Stored entries ::
%%

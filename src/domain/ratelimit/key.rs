//! Composite limiter keys and TTL countdowns.

use chrono::{DateTime, Duration, Utc};
use serde::Serialize;

/// Key scope prefixes the limiter writes.
pub const KEY_TYPE_IP: &str = "ip";
pub const KEY_TYPE_LINK: &str = "link";
/// Scope reported when the composite prefix is missing.
pub const UNKNOWN_KEY_TYPE: &str = "unknown";

/// Countdown text once a window has closed.
pub const EXPIRED: &str = "Expired";

/// Parsed form of a composite limiter key like `ip:203.0.113.5` or
/// `link:promo`.
#[derive(Debug, Clone, PartialEq, Eq, Serialize)]
pub struct RateLimitKey {
    #[serde(rename = "type")]
    pub kind: String,
    pub value: String,
}

/// Split on the first `:`. Keys without one come back whole under the
/// `unknown` type.
pub fn parse_key(key: &str) -> RateLimitKey {
    match key.split_once(':') {
        Some((kind, value)) => RateLimitKey {
            kind: kind.to_string(),
            value: value.to_string(),
        },
        None => RateLimitKey {
            kind: UNKNOWN_KEY_TYPE.to_string(),
            value: key.to_string(),
        },
    }
}

/// Human countdown to `expires_at`: the largest applicable unit pair, no
/// fractions. Anything at or before `now` reads [`EXPIRED`].
pub fn time_remaining(expires_at: DateTime<Utc>, now: DateTime<Utc>) -> String {
    let diff = expires_at - now;
    if diff <= Duration::zero() {
        return EXPIRED.to_string();
    }

    let seconds = diff.num_seconds();
    let minutes = seconds / 60;
    let hours = minutes / 60;

    if hours > 0 {
        format!("{}h {}m", hours, minutes % 60)
    } else if minutes > 0 {
        format!("{}m {}s", minutes, seconds % 60)
    } else {
        format!("{}s", seconds)
    }
}
//! The view computation behind every list screen.

use tracing::debug;

use crate::domain::common::record::Record;
use crate::domain::table::column::Column;
use crate::domain::table::pagination::{slice_page, ExternalPage, PageSummary, Paginator};
use crate::domain::table::search::{filter_records, SearchState};
use crate::domain::table::sort::{sort_records, SortState};
use crate::errors::Result;

/// Text a screen shows instead of an empty table.
pub const EMPTY_MESSAGE: &str = "No data available";

/// One computed page: the records on it, their rendered cells (row-major,
/// one entry per column), and the pagination summary.
#[derive(Debug, Clone)]
pub struct TableView {
    pub rows: Vec<Record>,
    pub cells: Vec<Vec<String>>,
    pub summary: PageSummary,
}

impl TableView {
    pub fn is_empty(&self) -> bool {
        self.rows.is_empty()
    }
}

/// Pure composition: filter, then sort, then paginate, in that order, for an
/// internal paginator. An external paginator passes `records` through as the
/// rows and echoes the caller's metadata; see [`Paginator`] for why sorting
/// and searching are skipped there. Same inputs always give the same view.
pub fn compute_view(
    records: &[Record],
    columns: &[Column],
    sort: &SortState,
    search: &SearchState,
    paginator: &Paginator,
) -> TableView {
    if paginator.is_external() {
        let rows = records.to_vec();
        let summary = paginator.summarize(rows.len(), rows.len());
        return TableView {
            cells: render_rows(columns, &rows),
            rows,
            summary,
        };
    }

    let mut working = filter_records(records, &search.query, &search.keys);
    if let SortState::Active { key, direction } = sort {
        sort_records(&mut working, key, *direction);
    }

    let total_items = working.len();
    let rows: Vec<Record> =
        slice_page(&working, paginator.current_page(), paginator.page_size()).to_vec();
    let summary = paginator.summarize(total_items, rows.len());

    TableView {
        cells: render_rows(columns, &rows),
        rows,
        summary,
    }
}

fn render_rows(columns: &[Column], rows: &[Record]) -> Vec<Vec<String>> {
    rows.iter()
        .map(|record| columns.iter().map(|column| column.cell(record)).collect())
        .collect()
}

/// Owns the mutable state around the pure view computation, the way a list
/// screen does: sort toggles, the search box, and the pager. The records
/// themselves stay with the caller and are passed per computation.
#[derive(Debug, Clone)]
pub struct TableState {
    columns: Vec<Column>,
    sort: SortState,
    search: SearchState,
    paginator: Paginator,
}

impl TableState {
    pub fn internal(columns: Vec<Column>, search_keys: Vec<String>, page_size: usize) -> Result<Self> {
        Ok(Self {
            columns,
            sort: SortState::default(),
            search: SearchState::new(search_keys),
            paginator: Paginator::internal(page_size)?,
        })
    }

    pub fn external(columns: Vec<Column>, meta: ExternalPage) -> Self {
        Self {
            columns,
            sort: SortState::default(),
            search: SearchState::default(),
            paginator: Paginator::external(meta),
        }
    }

    pub fn columns(&self) -> &[Column] {
        &self.columns
    }

    pub fn sort(&self) -> &SortState {
        &self.sort
    }

    pub fn query(&self) -> &str {
        &self.search.query
    }

    pub fn paginator(&self) -> &Paginator {
        &self.paginator
    }

    /// Header click. Unknown and non-sortable columns are no-ops.
    pub fn toggle_sort(&mut self, key: &str) {
        let sortable = self.columns.iter().any(|c| c.key == key && c.sortable);
        if !sortable {
            return;
        }
        self.sort = self.sort.cycle(key);
        debug!(key, state = ?self.sort, "sort cycled");
    }

    /// Search box input. Internal pagers restart from page 1 so new matches
    /// are visible immediately.
    pub fn set_query(&mut self, query: &str) {
        self.search.query = query.to_string();
        self.paginator.reset_to_first_page();
    }

    pub fn set_page_size(&mut self, page_size: usize) -> Result<()> {
        self.paginator.set_page_size(page_size)
    }

    /// Clamped page change. In internal mode the bound comes from the
    /// currently filtered count of `records`; in external mode from the
    /// backend metadata. Returns the page actually selected.
    pub fn go_to_page(&mut self, requested: usize, records: &[Record]) -> usize {
        let total_items = if self.paginator.is_external() {
            0
        } else {
            filter_records(records, &self.search.query, &self.search.keys).len()
        };
        self.paginator.go_to_page(requested, total_items)
    }

    /// Replace the backend paging metadata after an external fetch.
    pub fn set_external_meta(&mut self, meta: ExternalPage) {
        if self.paginator.is_external() {
            self.paginator = Paginator::external(meta);
        }
    }

    pub fn view(&self, records: &[Record]) -> TableView {
        compute_view(records, &self.columns, &self.sort, &self.search, &self.paginator)
    }
}

#[cfg(test)]
mod tests {
    use super::*;
    use crate::domain::common::time::format_timestamp;
    use serde_json::{json, Value};

    fn record(value: Value) -> Record {
        match value {
            Value::Object(map) => Record(map),
            _ => panic!("fixture must be an object"),
        }
    }

    fn link_rows() -> Vec<Record> {
        vec![
            record(json!({ "alias": "promo", "clicks": 120, "createdAt": "2024-01-03" })),
            record(json!({ "alias": "launch", "clicks": 45, "createdAt": "2024-01-01" })),
            record(json!({ "alias": "Spring-Sale", "clicks": 300, "createdAt": "2024-01-02" })),
            record(json!({ "alias": "beta", "clicks": 45, "createdAt": "2024-01-04" })),
        ]
    }

    fn link_columns() -> Vec<Column> {
        vec![
            Column::new("alias", "Alias").sortable(),
            Column::new("clicks", "Clicks").sortable(),
            Column::new("createdAt", "Created"),
        ]
    }

    fn aliases(view: &TableView) -> Vec<String> {
        view.rows
            .iter()
            .map(|r| r.get("alias").and_then(|v| v.as_str()).unwrap_or("-").to_string())
            .collect()
    }

    #[test]
    fn internal_mode_filters_sorts_then_paginates() {
        let mut state = TableState::internal(link_columns(), vec!["alias".to_string()], 2).unwrap();
        state.set_query("a");
        state.toggle_sort("clicks");

        // "promo" has no "a"; the rest sort ascending by clicks,
        // ties keeping input order: launch, beta, Spring-Sale.
        let view = state.view(&link_rows());
        assert_eq!(aliases(&view), vec!["launch", "beta"]);
        assert_eq!(view.summary.total_items, 3);
        assert_eq!(view.summary.total_pages, 2);

        state.go_to_page(2, &link_rows());
        let second = state.view(&link_rows());
        assert_eq!(aliases(&second), vec!["Spring-Sale"]);
        assert_eq!(second.summary.window_start, 3);
        assert_eq!(second.summary.window_end, 3);
    }

    #[test]
    fn last_page_holds_the_remainder() {
        let mut state = TableState::internal(link_columns(), vec![], 3).unwrap();
        state.go_to_page(2, &link_rows());
        let view = state.view(&link_rows());
        assert_eq!(view.rows.len(), 1);
        assert!(view.rows.len() <= 3);
    }

    #[test]
    fn external_mode_passes_rows_through_untouched() {
        let meta = ExternalPage {
            current_page: 2,
            total_pages: 8,
            total_items: 74,
            items_per_page: 10,
        };
        let mut state = TableState::external(link_columns(), meta);

        // Sort and query changes must not reorder or drop backend rows.
        state.toggle_sort("clicks");
        state.set_query("zzz");

        let rows = link_rows();
        let view = state.view(&rows);
        assert_eq!(aliases(&view), vec!["promo", "launch", "Spring-Sale", "beta"]);
        assert_eq!(view.summary.total_items, 74);
        assert_eq!(view.summary.total_pages, 8);
        assert_eq!(view.summary.current_page, 2);

        // The sort indicator state still advances for backend-driven sorting.
        assert_eq!(state.sort().key(), Some("clicks"));
    }

    #[test]
    fn external_refetch_replaces_the_backend_metadata() {
        let meta = ExternalPage {
            current_page: 1,
            total_pages: 8,
            total_items: 74,
            items_per_page: 10,
        };
        let mut state = TableState::external(link_columns(), meta);
        state.set_external_meta(ExternalPage {
            current_page: 3,
            total_pages: 9,
            total_items: 82,
            items_per_page: 10,
        });

        let view = state.view(&link_rows());
        assert_eq!(view.summary.current_page, 3);
        assert_eq!(view.summary.total_items, 82);
        assert_eq!(view.summary.total_pages, 9);

        // Internal tables have no backend metadata to replace.
        let mut internal = TableState::internal(link_columns(), vec![], 10).unwrap();
        internal.set_external_meta(meta);
        assert!(!internal.paginator().is_external());
    }

    #[test]
    fn non_sortable_and_unknown_columns_are_no_ops() {
        let mut state = TableState::internal(link_columns(), vec![], 10).unwrap();
        state.toggle_sort("createdAt");
        assert_eq!(state.sort(), &SortState::Unsorted);
        state.toggle_sort("nope");
        assert_eq!(state.sort(), &SortState::Unsorted);
    }

    #[test]
    fn search_change_resets_internal_page() {
        let mut state = TableState::internal(link_columns(), vec!["alias".to_string()], 2).unwrap();
        state.go_to_page(2, &link_rows());
        assert_eq!(state.paginator().current_page(), 2);
        state.set_query("promo");
        assert_eq!(state.paginator().current_page(), 1);
    }

    #[test]
    fn cells_follow_columns_with_placeholder_default() {
        let columns = vec![
            Column::new("alias", "Alias"),
            Column::new("missing", "Missing"),
            Column::new("clicks", "Clicks").with_render(|r| {
                format!("{}x", r.get("clicks").and_then(|v| v.as_u64()).unwrap_or(0))
            }),
            Column::new("createdAt", "Created").with_render(|r| {
                format_timestamp(r.get("createdAt").and_then(|v| v.as_str()).unwrap_or(""))
            }),
        ];
        let state = TableState::internal(columns, vec![], 10).unwrap();
        let view = state.view(&link_rows()[..1]);
        assert_eq!(
            view.cells[0],
            vec!["promo", "—", "120x", "2024-01-03 00:00:00"]
        );
    }

    #[test]
    fn identical_inputs_give_identical_views() {
        let state = TableState::internal(link_columns(), vec!["alias".to_string()], 2).unwrap();
        let rows = link_rows();
        let first = state.view(&rows);
        let second = state.view(&rows);
        assert_eq!(first.rows, second.rows);
        assert_eq!(first.summary, second.summary);
    }

    #[test]
    fn empty_input_yields_an_empty_view() {
        let state = TableState::internal(link_columns(), vec![], 10).unwrap();
        let view = state.view(&[]);
        assert!(view.is_empty());
        assert_eq!(view.summary.total_pages, 0);
        assert_eq!(view.summary.window_start, 0);
        // Screens swap in the placeholder text for a view like this.
        assert_eq!(EMPTY_MESSAGE, "No data available");
    }
}
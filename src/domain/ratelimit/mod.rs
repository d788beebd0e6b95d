pub mod key;
pub mod service;
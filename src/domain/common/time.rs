//! Timestamp handling for raw backend payloads.

use chrono::{DateTime, NaiveDate, NaiveDateTime, NaiveTime, Utc};

/// Lenient parse for the timestamp strings the backend and older exports
/// emit. RFC 3339 first, then the date-time and bare-date fallbacks.
pub fn parse_timestamp(raw: &str) -> Option<DateTime<Utc>> {
    if let Ok(dt) = DateTime::parse_from_rfc3339(raw) {
        return Some(dt.with_timezone(&Utc));
    }

    for fmt in ["%Y-%m-%dT%H:%M:%S", "%Y-%m-%d %H:%M:%S"] {
        if let Ok(naive) = NaiveDateTime::parse_from_str(raw, fmt) {
            return Some(naive.and_utc());
        }
    }

    if let Ok(date) = NaiveDate::parse_from_str(raw, "%Y-%m-%d") {
        return Some(date.and_time(NaiveTime::MIN).and_utc());
    }

    None
}

/// Calendar day of a raw timestamp, when one can be derived at all.
pub fn parse_day(raw: &str) -> Option<NaiveDate> {
    parse_timestamp(raw).map(|dt| dt.date_naive())
}

/// Axis key used by day-bucketed charts.
pub fn day_key(date: NaiveDate) -> String {
    date.format("%Y-%m-%d").to_string()
}

/// Display form of a raw timestamp. Values that cannot be parsed come back
/// unchanged so the screen still shows what the backend sent.
pub fn format_timestamp(raw: &str) -> String {
    match parse_timestamp(raw) {
        Some(dt) => dt.format("%Y-%m-%d %H:%M:%S").to_string(),
        None => raw.to_string(),
    }
}
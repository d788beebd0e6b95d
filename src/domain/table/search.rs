//! Substring search across configured record fields.

use crate::domain::common::record::{search_text, Record};

/// Search box state of one table: the live query plus the fields it reaches.
#[derive(Debug, Clone, Default, PartialEq, Eq)]
pub struct SearchState {
    pub query: String,
    pub keys: Vec<String>,
}

impl SearchState {
    pub fn new(keys: Vec<String>) -> Self {
        Self {
            query: String::new(),
            keys,
        }
    }
}

/// Case-insensitive OR match: the record stays if any configured key's
/// stringified value contains the query. An empty query keeps everything.
pub fn matches(record: &Record, query: &str, keys: &[String]) -> bool {
    if query.is_empty() {
        return true;
    }

    let needle = query.to_lowercase();
    keys.iter().any(|key| {
        record
            .get(key)
            .and_then(search_text)
            .map(|text| text.to_lowercase().contains(&needle))
            .unwrap_or(false)
    })
}

/// Filtered copy of the working set; the input is untouched.
pub fn filter_records(records: &[Record], query: &str, keys: &[String]) -> Vec<Record> {
    if query.is_empty() {
        return records.to_vec();
    }

    records
        .iter()
        .filter(|record| matches(record, query, keys))
        .cloned()
        .collect()
}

%%

What is required ::
Looking at the records above, how many lines contain "promo"? Answer with the number alone.

Result ::
6